Then there were Germans. Two families of German wheelwrights turned out the better carriages and wheels for Harlau and the surrounding district. The pharmacist was a German from Austria, who regarded Rumanians and Jews with impartial contempt. You wiped your feet in the summer, or your boots in the winter, before intruding into his sparklingly clean and confusingly scented Holy of Holies, which was located in a two-story building, the only skyscraper in town, on our main street, Strada Stefan cel Mare. The pharmacist sported a trim Vandyke, also the only one in town. Fortunately for him, he did not have to talk to his customers, who always brought him messages from the physicians in Latin. His only direct intercourse with the customers was to mention the price, the only fixed price in Harlau, by the way.
A few Levantines—Greeks, Armenians, Turks—were engaged in characteristic businesses such as cafés and candy stores. It was inconceivable that a Jew should manufacture nougat, for example, which the boys thought was pressed into shape in unprintable ways. One of the cafés, which served non-alcoholic drinks, mostly tea and coffee, was operated by a native of Asia Minor whom our elders assigned to the people of the notorious Haman. Our timkhe—Hebrew for “miserable”—was a quiet and likable old fellow, but on Purim, when we celebrated the fall of the tyrant who proposed to exterminate the Jews, he shut up shop, drew the blinds, and went into a kind of mourning. Our Purim was his Yom Kippur.

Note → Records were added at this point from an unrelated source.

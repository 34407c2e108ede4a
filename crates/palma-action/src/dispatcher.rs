use std::path::PathBuf;
use std::sync::Arc;

use chrono::Local;
use palma_core::{CommandOutcome, CommandRecord};
use tracing::{debug, info, warn};

use crate::audit::CommandLog;
use crate::commands::{extract_search_term, search_url, spoken_date, spoken_time, CommandHandler, CommandTable};
use crate::environment::{Application, OperatingEnvironment, VolumeChange};
use crate::error::ActionError;

const VOLUME_STEP: u8 = 10;
const DEFAULT_HOME_PAGE: &str = "https://www.google.com";

/// Result of routing one piece of text.
#[derive(Debug, Clone, PartialEq, Eq)]
pub enum DispatchOutcome {
    /// A handler ran and produced a reply.
    Executed { keyword: String, message: String },
    /// A handler matched but failed. Terminal: do not fall through.
    Failed { keyword: String, error: String },
    /// No keyword matched. Not an error; fall through to the assistant.
    Unrecognized,
}

impl DispatchOutcome {
    /// The text to show and speak, if any.
    pub fn reply(&self) -> Option<String> {
        match self {
            DispatchOutcome::Executed { message, .. } => Some(message.clone()),
            DispatchOutcome::Failed { keyword, error } => {
                Some(format!("Erro ao executar '{}': {}", keyword, error))
            }
            DispatchOutcome::Unrecognized => None,
        }
    }

    pub fn is_unrecognized(&self) -> bool {
        matches!(self, DispatchOutcome::Unrecognized)
    }
}

/// Routes text to local command handlers and audits every run.
pub struct CommandDispatcher {
    table: CommandTable,
    env: Arc<dyn OperatingEnvironment>,
    log: CommandLog,
    screenshot_dir: PathBuf,
}

impl CommandDispatcher {
    pub fn new(
        table: CommandTable,
        env: Arc<dyn OperatingEnvironment>,
        log: CommandLog,
        screenshot_dir: impl Into<PathBuf>,
    ) -> Self {
        for (earlier, later) in table.shadowed_rules() {
            warn!(
                earlier = %earlier.keyword,
                later = %later.keyword,
                "Command keyword is unreachable; move it before the shorter keyword it contains"
            );
        }
        Self {
            table,
            env,
            log,
            screenshot_dir: screenshot_dir.into(),
        }
    }

    /// Default table, in-memory audit log.
    pub fn with_defaults(env: Arc<dyn OperatingEnvironment>, screenshot_dir: impl Into<PathBuf>) -> Self {
        Self::new(CommandTable::default(), env, CommandLog::new(), screenshot_dir)
    }

    /// Route `text` to the first matching handler and run it.
    pub fn dispatch(&self, text: &str) -> DispatchOutcome {
        let Some(rule) = self.table.find(text) else {
            debug!(text = %text, "No command keyword matched");
            return DispatchOutcome::Unrecognized;
        };
        let keyword = rule.keyword.clone();

        match self.run(rule.handler, text) {
            Ok(message) => {
                info!(keyword = %keyword, handler = %rule.handler, "Command executed");
                self.log.append(CommandRecord::new(
                    text,
                    &keyword,
                    CommandOutcome::Success {
                        message: message.clone(),
                    },
                ));
                DispatchOutcome::Executed { keyword, message }
            }
            Err(e) => {
                warn!(keyword = %keyword, handler = %rule.handler, error = %e, "Command failed");
                let error = e.to_string();
                self.log.append(CommandRecord::new(
                    text,
                    &keyword,
                    CommandOutcome::Failure {
                        error: error.clone(),
                    },
                ));
                DispatchOutcome::Failed { keyword, error }
            }
        }
    }

    fn run(&self, handler: CommandHandler, text: &str) -> Result<String, ActionError> {
        match handler {
            CommandHandler::OpenBrowser => {
                self.env.open_url(DEFAULT_HOME_PAGE)?;
                Ok("Abrindo navegador".to_string())
            }
            CommandHandler::OpenChrome => match self.env.launch(Application::Chrome) {
                Ok(()) => Ok("Abrindo Chrome".to_string()),
                Err(e) => {
                    debug!(error = %e, "Chrome unavailable; using default browser");
                    self.env.open_url(DEFAULT_HOME_PAGE)?;
                    Ok("Abrindo navegador padrão".to_string())
                }
            },
            CommandHandler::OpenFirefox => self.launch(Application::Firefox, "Abrindo Firefox"),
            CommandHandler::OpenEdge => self.launch(Application::Edge, "Abrindo Edge"),
            CommandHandler::LaunchCalculator => {
                self.launch(Application::Calculator, "Abrindo calculadora")
            }
            CommandHandler::LaunchNotepad => {
                self.launch(Application::Notepad, "Abrindo bloco de notas")
            }
            CommandHandler::LaunchFileExplorer => {
                self.launch(Application::FileExplorer, "Abrindo explorador de arquivos")
            }
            CommandHandler::LaunchTerminal => self.launch(Application::Terminal, "Abrindo terminal"),
            CommandHandler::VolumeUp => {
                self.env.adjust_volume(VolumeChange::Up(VOLUME_STEP))?;
                Ok("Volume aumentado".to_string())
            }
            CommandHandler::VolumeDown => {
                self.env.adjust_volume(VolumeChange::Down(VOLUME_STEP))?;
                Ok("Volume diminuído".to_string())
            }
            CommandHandler::Mute => {
                self.env.adjust_volume(VolumeChange::ToggleMute)?;
                Ok("Áudio silenciado".to_string())
            }
            CommandHandler::TellTime => Ok(spoken_time(&Local::now())),
            CommandHandler::TellDate => Ok(spoken_date(Local::now().date_naive())),
            CommandHandler::Screenshot => {
                std::fs::create_dir_all(&self.screenshot_dir)?;
                let name = format!("screenshot_{}.png", Local::now().format("%Y%m%d_%H%M%S"));
                let path = self.screenshot_dir.join(&name);
                self.env.screenshot(&path)?;
                Ok(format!("Screenshot salva como {}", name))
            }
            CommandHandler::SearchWeb => {
                let term = extract_search_term(text).ok_or(ActionError::MissingSearchTerm)?;
                self.env.open_url(&search_url(&term))?;
                Ok(format!("Pesquisando por: {}", term))
            }
        }
    }

    fn launch(&self, app: Application, message: &str) -> Result<String, ActionError> {
        self.env.launch(app)?;
        Ok(message.to_string())
    }

    /// Keywords in priority order.
    pub fn available_commands(&self) -> Vec<&str> {
        self.table.keywords()
    }

    /// Audit records, oldest first.
    pub fn history(&self) -> Vec<CommandRecord> {
        self.log.records()
    }
}

#[cfg(test)]
mod tests {
    use super::*;
    use crate::environment::{Effect, RecordingEnvironment};

    fn dispatcher(env: Arc<RecordingEnvironment>) -> (CommandDispatcher, tempfile::TempDir) {
        let dir = tempfile::tempdir().unwrap();
        let d = CommandDispatcher::with_defaults(env, dir.path());
        (d, dir)
    }

    #[test]
    fn test_calculator_command_executes_and_audits() {
        let env = Arc::new(RecordingEnvironment::new());
        let (d, _dir) = dispatcher(Arc::clone(&env));

        let outcome = d.dispatch("abrir calculadora");
        assert_eq!(
            outcome,
            DispatchOutcome::Executed {
                keyword: "abrir calculadora".to_string(),
                message: "Abrindo calculadora".to_string(),
            }
        );
        assert_eq!(env.effects(), vec![Effect::Launch(Application::Calculator)]);

        let history = d.history();
        assert_eq!(history.len(), 1);
        assert_eq!(history[0].raw_text, "abrir calculadora");
        assert_eq!(history[0].keyword, "abrir calculadora");
        assert!(history[0].outcome.is_success());
    }

    #[test]
    fn test_unrecognized_is_not_audited() {
        let env = Arc::new(RecordingEnvironment::new());
        let (d, _dir) = dispatcher(Arc::clone(&env));

        let outcome = d.dispatch("qual é a capital do brasil");
        assert!(outcome.is_unrecognized());
        assert_eq!(outcome.reply(), None);
        assert!(d.history().is_empty());
        assert!(env.effects().is_empty());
    }

    #[test]
    fn test_handler_failure_is_distinct_and_audited() {
        let env = Arc::new(RecordingEnvironment::with_unavailable(&[Application::Edge]));
        let (d, _dir) = dispatcher(Arc::clone(&env));

        let outcome = d.dispatch("Abrir Edge");
        match &outcome {
            DispatchOutcome::Failed { keyword, error } => {
                assert_eq!(keyword, "abrir edge");
                assert_eq!(error, "Edge não disponível neste sistema");
            }
            other => panic!("expected failure, got {:?}", other),
        }
        assert_eq!(
            outcome.reply().unwrap(),
            "Erro ao executar 'abrir edge': Edge não disponível neste sistema"
        );

        let history = d.history();
        assert_eq!(history.len(), 1);
        assert!(!history[0].outcome.is_success());
    }

    #[test]
    fn test_chrome_falls_back_to_default_browser() {
        let env = Arc::new(RecordingEnvironment::with_unavailable(&[Application::Chrome]));
        let (d, _dir) = dispatcher(Arc::clone(&env));

        let outcome = d.dispatch("abrir chrome");
        assert_eq!(outcome.reply().unwrap(), "Abrindo navegador padrão");
        assert_eq!(
            env.effects(),
            vec![Effect::OpenUrl("https://www.google.com".to_string())]
        );
    }

    #[test]
    fn test_search_opens_encoded_url() {
        let env = Arc::new(RecordingEnvironment::new());
        let (d, _dir) = dispatcher(Arc::clone(&env));

        let outcome = d.dispatch("Buscar previsão do tempo");
        assert_eq!(outcome.reply().unwrap(), "Pesquisando por: previsão do tempo");
        assert_eq!(
            env.effects(),
            vec![Effect::OpenUrl(
                "https://www.google.com/search?q=previs%C3%A3o+do+tempo".to_string()
            )]
        );
    }

    #[test]
    fn test_search_without_term_fails() {
        let env = Arc::new(RecordingEnvironment::new());
        let (d, _dir) = dispatcher(Arc::clone(&env));

        let outcome = d.dispatch("pesquisar");
        assert_eq!(
            outcome,
            DispatchOutcome::Failed {
                keyword: "pesquisar".to_string(),
                error: "Termo de busca não encontrado".to_string(),
            }
        );
        assert!(env.effects().is_empty());
    }

    #[test]
    fn test_volume_and_mute() {
        let env = Arc::new(RecordingEnvironment::new());
        let (d, _dir) = dispatcher(Arc::clone(&env));

        d.dispatch("aumentar volume");
        d.dispatch("diminuir volume por favor");
        d.dispatch("silenciar");
        assert_eq!(
            env.effects(),
            vec![
                Effect::Volume(VolumeChange::Up(10)),
                Effect::Volume(VolumeChange::Down(10)),
                Effect::Volume(VolumeChange::ToggleMute),
            ]
        );
    }

    #[test]
    fn test_time_and_date_replies() {
        let env = Arc::new(RecordingEnvironment::new());
        let (d, _dir) = dispatcher(env);

        let time = d.dispatch("que horas são").reply().unwrap();
        assert!(time.starts_with("São "));
        assert!(time.ends_with(" minutos"));

        let date = d.dispatch("Que dia é hoje?").reply().unwrap();
        assert!(date.starts_with("Hoje é "));
    }

    #[test]
    fn test_screenshot_goes_to_data_dir() {
        let env = Arc::new(RecordingEnvironment::new());
        let (d, dir) = dispatcher(Arc::clone(&env));

        let reply = d.dispatch("tirar screenshot").reply().unwrap();
        assert!(reply.starts_with("Screenshot salva como screenshot_"));
        match env.effects().as_slice() {
            [Effect::Screenshot(path)] => {
                assert_eq!(path.parent().unwrap(), dir.path());
                assert_eq!(path.extension().unwrap(), "png");
            }
            other => panic!("unexpected effects: {:?}", other),
        }
    }

    #[test]
    fn test_audit_file_receives_failures_too() {
        let dir = tempfile::tempdir().unwrap();
        let audit = dir.path().join("commands.jsonl");
        let env = Arc::new(RecordingEnvironment::with_unavailable(&[Application::Terminal]));
        let d = CommandDispatcher::new(
            CommandTable::default(),
            env,
            CommandLog::with_file(&audit),
            dir.path(),
        );

        d.dispatch("abrir terminal");
        d.dispatch("abrir firefox");
        d.dispatch("bom dia");

        let lines = std::fs::read_to_string(&audit).unwrap();
        let statuses: Vec<String> = lines
            .lines()
            .map(|l| serde_json::from_str::<serde_json::Value>(l).unwrap()["outcome"]["status"]
                .as_str()
                .unwrap()
                .to_string())
            .collect();
        assert_eq!(statuses, vec!["failure", "success"]);
    }

    #[test]
    fn test_available_commands_in_priority_order() {
        let env = Arc::new(RecordingEnvironment::new());
        let (d, _dir) = dispatcher(env);
        let commands = d.available_commands();
        assert_eq!(commands.first(), Some(&"abrir navegador"));
        assert!(commands.iter().position(|c| *c == "pesquisar") < commands.iter().position(|c| *c == "buscar"));
    }
}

The itinerant merchants were as mixed as the residents. Only the Turks sold coffee grinders, for instance. The traveling salesmen who peddled prayer-books and shawls and phylacteries generally came from Austria. A contractor from Italy built our new town hall, which overlooked the business district from a slight rise. He brought his own gang of skilled masons, who settled in town for a whole year, with their families, to complete the job. This was in a day when national walls were neither so many nor so high as they became in the years between the two world wars. Movement was still free in Central Europe. We drank coffee, prayed, and built houses on lines stretching from Italy to Turkey to Austria.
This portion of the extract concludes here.